C. Energy Conversion in Microorganisms
4. The Flow of Energy In Nature
Learning Objectives for this Section
For the vast majority of life on earth, the flow of energy begins with sunlight and involves a cycle involving photoautotrophs and chemoorganoheterotrophs. Photoautotrophs use sunlight as a source of energy and through the process of photosynthesis, reduce carbon dioxide to form carbohydrates such as glucose. The radient energy is converted to the chemical bond energy within glucose.
The overall reaction for photosynthesis is as follows:
6CO2 + 6H2O in the presence of light and chlorophyll yields C6H12O6 + 6O2
Note that carbon dioxide (CO2) is reduced to produce glucose (C6H12O6 ) and water (H2O) is oxidized to produce oxygen (O2).

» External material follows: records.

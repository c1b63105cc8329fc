// File: src/request_context.rs
// Purpose: Request context with path, query params, headers, and cookies

use axum::http::{request::Parts, HeaderMap, Method, Uri};
use std::borrow::Cow;
use std::collections::HashMap;
use trellis_router::clean_path;

/// Query marker sent by live navigation requests (`?__live=navigation`)
pub const LIVE_NAVIGATION_PARAM: &str = "__live";
pub const LIVE_NAVIGATION_VALUE: &str = "navigation";

/// Request context passed to parsers, loaders, and render callbacks
#[derive(Clone)]
pub struct RequestContext {
    /// HTTP method
    pub method: Method,

    /// Request path, percent-decoded and cleaned when built from a URI
    pub path: String,

    /// Query parameters from URL (?key=value)
    pub query: QueryParams,

    /// Request headers
    pub headers: HeaderMap,

    /// Parsed cookies
    pub cookies: HashMap<String, String>,
}

impl std::fmt::Debug for RequestContext {
    fn fmt(&self, f: &mut std::fmt::Formatter<'_>) -> std::fmt::Result {
        f.debug_struct("RequestContext")
            .field("method", &self.method)
            .field("path", &self.path)
            .finish()
    }
}

impl RequestContext {
    pub fn new(method: Method, path: impl Into<String>, query: QueryParams, headers: HeaderMap) -> Self {
        let cookies = Self::parse_cookies(&headers);

        Self {
            method,
            path: path.into(),
            query,
            headers,
            cookies,
        }
    }

    /// Build from the parts of an incoming request
    pub fn from_parts(parts: &Parts) -> Self {
        Self::from_uri(parts.method.clone(), &parts.uri, parts.headers.clone())
    }

    pub fn from_uri(method: Method, uri: &Uri, headers: HeaderMap) -> Self {
        let query = uri.query().map(QueryParams::parse).unwrap_or_default();
        Self::new(method, request_path(uri.path()), query, headers)
    }

    /// Shorthand for a GET request to `uri` (path plus optional query)
    pub fn get(uri: &str) -> Self {
        match uri.parse::<Uri>() {
            Ok(uri) => Self::from_uri(Method::GET, &uri, HeaderMap::new()),
            Err(_) => Self::new(Method::GET, uri, QueryParams::default(), HeaderMap::new()),
        }
    }

    /// Parse cookies from Cookie header
    fn parse_cookies(headers: &HeaderMap) -> HashMap<String, String> {
        let mut cookies = HashMap::new();

        if let Some(cookie_header) = headers.get("cookie") {
            if let Ok(cookie_str) = cookie_header.to_str() {
                for cookie in cookie_str.split(';') {
                    let cookie = cookie.trim();
                    if let Some((key, value)) = cookie.split_once('=') {
                        cookies.insert(key.to_string(), value.to_string());
                    }
                }
            }
        }

        cookies
    }

    pub fn get_cookie(&self, name: &str) -> Option<&String> {
        self.cookies.get(name)
    }

    pub fn get_header(&self, name: &str) -> Option<&str> {
        self.headers.get(name)?.to_str().ok()
    }

    /// True for live requests issued by client-side navigation
    pub fn is_live_navigation(&self) -> bool {
        self.query.get(LIVE_NAVIGATION_PARAM).map(String::as_str) == Some(LIVE_NAVIGATION_VALUE)
    }

    pub fn is_get(&self) -> bool {
        self.method == Method::GET
    }
}

/// Query parameters from URL
#[derive(Debug, Clone, Default)]
pub struct QueryParams {
    params: HashMap<String, String>,
}

impl QueryParams {
    pub fn new(params: HashMap<String, String>) -> Self {
        Self { params }
    }

    /// Parse a raw query string (`a=1&b=two%20words`)
    ///
    /// Keys and values are percent-decoded and `+` reads as a space. A
    /// repeated key keeps its last value.
    pub fn parse(raw: &str) -> Self {
        let params = raw
            .split('&')
            .filter(|pair| !pair.is_empty())
            .map(|pair| {
                let (key, value) = pair.split_once('=').unwrap_or((pair, ""));
                (decode_component(key), decode_component(value))
            })
            .collect();
        Self { params }
    }

    pub fn get(&self, key: &str) -> Option<&String> {
        self.params.get(key)
    }

    /// Get a query parameter as a specific type
    pub fn get_as<T: std::str::FromStr>(&self, key: &str) -> Option<T> {
        self.params.get(key)?.parse().ok()
    }

    pub fn has(&self, key: &str) -> bool {
        self.params.contains_key(key)
    }

    pub fn as_map(&self) -> &HashMap<String, String> {
        &self.params
    }
}

/// Decoded, canonical request path; invalid UTF-8 escapes stay encoded
fn request_path(raw: &str) -> String {
    let decoded = urlencoding::decode(raw).unwrap_or(Cow::Borrowed(raw));
    clean_path(&decoded).into_owned()
}

fn decode_component(raw: &str) -> String {
    let spaced = raw.replace('+', " ");
    match urlencoding::decode(&spaced) {
        Ok(decoded) => decoded.into_owned(),
        Err(_) => spaced,
    }
}
// @generated by trellis-gen. DO NOT EDIT.
//! Route registry for the templates under `../app`.

pub mod contracts;
pub mod registry;
pub mod resolvers;

#[path = "../app/layout.rs"]
pub mod r_layout_root;
#[path = "../app/not_found.rs"]
pub mod r_not_found_root;
#[path = "../app/notes/[slug]/page.rs"]
pub mod r_page_notes_param_slug;
#[path = "../app/page.rs"]
pub mod r_page_root;

pub mod rr_root;
pub mod rr_notes_param_slug;

pub use contracts::*;
pub use registry::{handlers, not_found_page};
pub use resolvers::GeneratedResolvers;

Both chemoorganoheterotrophs and photoautotrophs then convert the chemical bond energy of glucose to the chemical bond energy of ATP, the form of energy required to do most cellular work. This is done through the process called aerobic respiration.
The overall reaction for aerobic respiration is:
C6H12O6 + 6O2 yields 6CO2 + 6H2O + energy (as ATP)
Note that glucose (C6H12O6 ) is oxidized to produce carbon dioxide (CO2) and oxygen (O2) is reduced to produce water (H2O).
As can be seen, the end products for aerobic respiration, carbon dioxide and water, are the reactants for photosynthesis while the end products of photosynthesis, glucose and oxygen, are the reactants for aerobic respiration. In other words, the nutrients are continuously recycled between the two processes. Energy, however, is converted from one form to another: from radient energy to the chemical bond energy of glucose to the chemical bond energy of ATP.